第7話 名前(6) 霧崎汐音

霧崎きりさき汐音しおん


 霧崎きりさきじゅんの双子の妹です。

「氷上のシヴァ」全章を通してのキーパーソンであり、第二章で初めて存在を明かされ、また既に亡くなっていることが明かされます。

 第五章では、洵の心の中で今も生き続けており、洵と会話もしています。

 実は、洵の脳内で聞こえている汐音の声は全て、洵自身が作り出したものです。

 あれは、洵の潜在意識からの言葉なのです。

 洵が抑圧し、無視している自分の本当の気持ちを、汐音という装置が代弁しています。

「私はアニキの中にいるんだもん。アニキの知ってることは、何だって知ってるよ」(第五章19話)というのは、そういうことです。
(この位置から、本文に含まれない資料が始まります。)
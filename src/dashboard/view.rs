//! HTML rendering for the dashboard page frame.
//!
//! The frame holds the dataset selector, the filter bar, the tab bar, and
//! the `#tab-panel` element the table fragments swap into. Table rendering
//! itself lives in [super::tables].

use maud::{Markup, html};

use crate::{
    assistant::assistant_panel,
    endpoints,
    html::{
        BUTTON_PRIMARY_STYLE, FORM_LABEL_STYLE, FORM_TEXT_INPUT_STYLE, LINK_STYLE,
        PAGE_CONTAINER_STYLE, base, link,
    },
};

use super::query::{DashboardQuery, Tab};

/// Render the full dashboard page around an already-rendered tab panel.
pub(crate) fn dashboard_view(datasets: &[String], query: &DashboardQuery, panel: Markup) -> Markup {
    let content = html! {
        main class=(PAGE_CONTAINER_STYLE)
        {
            header class="flex justify-between flex-wrap items-end mb-6"
            {
                h1 class="text-xl font-bold" { "Customer Rewards Dashboard" }

                a href=(endpoints::IMPORT_VIEW) class=(LINK_STYLE)
                {
                    "Import Datasets"
                }
            }

            (dataset_selector(datasets, query))

            form
                id="dashboard-controls"
                hx-target="#tab-panel"
                hx-target-error="#tab-panel"
                hx-swap="innerHTML"
                hx-include="#dashboard-controls"
                hx-indicator="#panel-indicator"
            {
                (filter_bar(query))

                (tab_bar(query))

                div id="tab-panel"
                {
                    (panel)
                }
            }

            (assistant_panel(query.dataset_name()))
        }
    };

    base("Dashboard", &content)
}

/// Render the dashboard page when the catalog has no datasets at all.
pub(crate) fn dashboard_no_data_view() -> Markup {
    let import_link = link(endpoints::IMPORT_VIEW, "importing");

    let content = html!(
        main class=(PAGE_CONTAINER_STYLE)
        {
            div class="flex flex-col items-center px-6 py-8 mx-auto"
            {
                h2 class="text-xl font-bold"
                {
                    "Nothing here yet..."
                }

                p
                {
                    "Reward tables will show up here once there is a
                    transactions dataset to read. You can add one
                    by " (import_link) " a JSON or CSV file."
                }
            }
        }
    );

    base("Dashboard", &content)
}

fn dataset_selector(datasets: &[String], query: &DashboardQuery) -> Markup {
    html! {
        form
            method="get"
            action=(endpoints::DASHBOARD_VIEW)
            class="flex items-end gap-3 mb-6"
        {
            input type="hidden" name="tab" value=(query.active_tab().as_query_value());

            div class="grow max-w-xs"
            {
                label for="dataset-select" class=(FORM_LABEL_STYLE) { "Dataset" }

                select
                    id="dataset-select"
                    name="dataset"
                    class=(FORM_TEXT_INPUT_STYLE)
                {
                    @for dataset in datasets {
                        option value=(dataset) selected[dataset == query.dataset_name()]
                        {
                            (dataset)
                        }
                    }
                }
            }

            button type="submit" class=(BUTTON_PRIMARY_STYLE) { "Load" }
        }
    }
}

fn filter_bar(query: &DashboardQuery) -> Markup {
    let input_url = query.input_url(query.active_tab().partial_route());

    html! {
        div id="filter-bar" class="grid gap-4 md:grid-cols-3 mb-6"
        {
            div
            {
                label for="filter-name" class=(FORM_LABEL_STYLE) { "Customer Name" }

                input
                    id="filter-name"
                    type="search"
                    name="name"
                    value=[query.name_search()]
                    placeholder="Search by customer name"
                    class=(FORM_TEXT_INPUT_STYLE)
                    hx-get=(input_url)
                    hx-trigger="keyup changed delay:500ms, search";
            }

            div
            {
                label for="filter-from" class=(FORM_LABEL_STYLE) { "From" }

                input
                    id="filter-from"
                    type="date"
                    name="from"
                    value=[query.from.as_deref()]
                    class=(FORM_TEXT_INPUT_STYLE)
                    hx-get=(input_url)
                    hx-trigger="change";
            }

            div
            {
                label for="filter-to" class=(FORM_LABEL_STYLE) { "To" }

                input
                    id="filter-to"
                    type="date"
                    name="to"
                    value=[query.to.as_deref()]
                    class=(FORM_TEXT_INPUT_STYLE)
                    hx-get=(input_url)
                    hx-trigger="change";
            }
        }
    }
}

fn tab_bar(query: &DashboardQuery) -> Markup {
    html! {
        div class="flex items-center justify-between border-b border-gray-200 dark:border-gray-700 mb-4"
        {
            nav class="flex flex-wrap -mb-px text-sm font-medium text-center" aria-label="Dashboard tabs"
            {
                @for tab in Tab::ALL {
                    @if tab == query.active_tab() {
                        span
                            aria-current="page"
                            class="inline-block p-4 text-blue-600 border-b-2 \
                                border-blue-600 rounded-t-lg dark:text-blue-500 \
                                dark:border-blue-500"
                        {
                            (tab.label())
                        }
                    } @else {
                        a
                            href=(query.with_tab(tab).to_url(endpoints::DASHBOARD_VIEW))
                            class="inline-block p-4 border-b-2 border-transparent \
                                rounded-t-lg hover:text-gray-600 hover:border-gray-300 \
                                dark:hover:text-gray-300"
                        {
                            (tab.label())
                        }
                    }
                }
            }

            span
                id="panel-indicator"
                class="htmx-indicator text-sm text-gray-500 dark:text-gray-400 px-4"
            {
                "Loading..."
            }
        }
    }
}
「肝心な時に限ってこいつは黙る」(第五章17話)というのは、洵自身が答えを持ち合わせていないからです。


 ですが、あの中に一つだけ、本当に汐音本人による言葉があります。

 それが、洵のスマホの中に残されていた「銀盤」というメッセージです。

 どのように、というのは作者自身にも分かりませんが、あれだけは、本当に汐音が行ったことです。

 ということは、汐音という存在は完全には消えてはいないということになりますね。


 さて、汐音は前作「SILVER EDGE」では、二歳年下の妹、という設定でした。

 史上最年少で公式試合でトリプルアクセルを決めた天才少女。

 彼女が物語開始時点で既に亡くなっている、ということは前作においても変わりませんでした。

 「氷上のシヴァ」を書く時に、第五章を洵の物語にする際、洵の喪失をより色濃くするにはどうすればいいか、を考え、思い切って双子という設定にしました。

 これが結果的に「半身」のイメージとなり、物語が深くなりました。


 また、汐音は「氷の蝶」という、「氷上のシヴァ」の後に書いた短編小説の主人公にもなっています。

 「氷の蝶」は、当初シヴァの第六章として書かれたものですが、シヴァが小説すばる新人賞に落選したことを受け、改めて新作として書き上げたため、シヴァとは微妙に設定が異なる作品となっています。

 汐音と刀麻が野辺山合宿に参加したのが小学六年生(シヴァでは小五)、洸一の年齢が一つ下がっている(シヴァでは二つ上だったのが、年齢差が一つ縮まる)、彰が同い年になっている、など些末な違いですが。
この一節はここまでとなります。